I assume it's before because he places the prisoners
not that the prisoners have any defining information on what to transmit except based on their memory of flashes from previous days
 
before. the problem says he does the placement at midnight, while the bit sending happens at noon
 
so the rooms really don't matter. same effect could be achieved with a lighting switchboard
I assume all the prisoners know when it's noon and thus whether their light did or didn't get switched
is there any consistency to the switches themselves?

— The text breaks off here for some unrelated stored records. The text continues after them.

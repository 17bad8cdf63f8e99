// Copyright (c) 2025 SOLARE S.R.O.
//
// This file is part of ThermION.
//
// Licensed under the Creative Commons Attribution-NonCommercial-NoDerivatives 4.0 International
// (CC BY-NC-ND 4.0). You may use and share this file for non-commercial purposes only and you may not
// create derivatives. See <https://creativecommons.org/licenses/by-nc-nd/4.0/>.
//
// This software is provided "AS IS", without warranty of any kind.
//
// For commercial licensing, please contact: info@solare.cz

mod calibration;
mod history;
mod model;

pub use calibration::{
    CalibrationOutcome, CalibrationSample, derive_calibration_samples, recalibrate_responsiveness,
};
pub use history::ThermalHistory;
pub use model::{ThermalModel, TimeToTargetEstimate};
// Copyright (c) 2025 SOLARE S.R.O.
//
// This file is part of ThermION.
//
// Licensed under the Creative Commons Attribution-NonCommercial-NoDerivatives 4.0 International
// (CC BY-NC-ND 4.0). You may use and share this file for non-commercial purposes only and you may not
// create derivatives. See <https://creativecommons.org/licenses/by-nc-nd/4.0/>.
//
// This software is provided "AS IS", without warranty of any kind.
//
// For commercial licensing, please contact: info@solare.cz

mod classifier;

pub use classifier::{classify_price, classify_window};
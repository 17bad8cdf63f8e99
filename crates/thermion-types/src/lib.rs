// Copyright (c) 2025 SOLARE S.R.O.
//
// This file is part of ThermION.
//
// Licensed under the Creative Commons Attribution-NonCommercial-NoDerivatives 4.0 International
// (CC BY-NC-ND 4.0). You may use and share this file for non-commercial purposes only and you may not
// create derivatives. See <https://creativecommons.org/licenses/by-nc-nd/4.0/>.
//
// This software is provided "AS IS", without warranty of any kind.
//
// For commercial licensing, please contact: info@solare.cz

pub mod config;
pub mod decision;
pub mod error;
pub mod pricing;
pub mod telemetry;
pub mod thermal;

// Re-export common types for convenience
pub use config::{ComfortBand, EngineConfig, PreheatConfig, SafetyConfig, SetpointLimits};
pub use decision::{
    Channel, ComfortRisk, DhwAction, DhwDecision, HeatingAction, HeatingDecision,
    SetpointConstraintsResult,
};
pub use error::{ConfigError, Result};
pub use pricing::{ClassifyOptions, PriceClassification, PriceLevel, PricePoint, PriceRange};
pub use telemetry::{Occupancy, TelemetrySnapshot, WeatherSnapshot};
pub use thermal::{EfficiencyBounds, ThermalCharacteristics, ThermalDataPoint};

I mean, because the bulb flashes, that suggests more of a button than a switch
because there's no 'on' state
and we're assuming the warden doesn't reset the switch, being malicious
 
think of it like this: the switches are normal light switches. If they are "on" at noon, then they give a single flash at noon. Otherwise, nothing happens
 
3:41 AM
can the prisoners break the lights or do they get replaced?
 
4:01 AM
so, I've thought of a really evil warden strategy
each day, the warden moves all prisoners counter clockwise, except for yourself
that means every prisoner you signal, will signal you back the next day
that leaves you personally unable to exploit the lightswitch states
so you can only go off of binary alone
you don't know the size of n, so even if you suspected a cycle, you don't know the size of the cycle, and each prisoner communicates with you 1 once per cycle, and (unknown to them) the same other prisoner n-1 times per cycle
I'm sure there's other strategies to come up with that limit the potential of even a single bit reaching the nth prisoner exponentially
the problem being, within that possibility, the warden can vary their strategy, making it utterly impossible to impose any sort of order
 
4:38 AM
cripes, didn't realise puzzlers were such a negative bunch
 
5:01 AM
I understand why Wossname was frustrated, I wrote the puzzle incorrectly, then invalidated his solution when I corrected it. :/
 
5:25 AM
I still think it's insoluable, so I'm expecting a very complex answer or a very clever one
and I still suspect there'll be a warden strategy that stymies it
 
user61230
I'm also not sure it's solvable... I'm really curious to see what the solution is. It seems like even if the mathematicians can encode information in binary, the warden can just totally scramble it before you get to read it.
 
user61230
Not ready to give up quite yet, though...
 
there is one foolproof way for all the other inmates to transmit a message, if they all do the same lightswitching in sync
but that would mean a) coordinating themselves to do so, and b) having the right information/code to transmit
at the core of the problem is you get a series of bits from unknown sources, all indistinguishable from each other. the only action you can take is to transmit bits to unknown targets, also indistinguishable
 
user61230
Hmm.... randomization makes the order of light flips unreliable. That means the only information each prisoner has is the number of times they've seen a light source.
 
well, not even that
because the warden can ringfence information
if you send a bit to a prisoner, he can treat that prisoner as 'tainted'
so, next cycle, he moves him upstream of you
 
user61230
5:38 AM
That's true, but the information will still travel given enough time
 
that's just it, information doesn't travel
there's no meaning to a single bit
it's data
it becomes noise because there's no way to distinguish a bit from another bit
 
user61230
Hmm... is it possible to trap a bit, though? I can't design an algorithm that's guaranteed to trap information.
 
user61230
Let's say all the mathematicians follow the rule "If I see a light, on all successive nights I will turn a light on."
 
right, so what's the end condition for you?
 
user61230
that would be the issue
 
user61230
5:40 AM
but the main thing is, you can't trap the information "I have seen a light."
 
user61230
so while the warden can do a lot to delay the information, I'm not sure it's possible to fence it in completely.
 
yes, you're absolutely right in the sense that...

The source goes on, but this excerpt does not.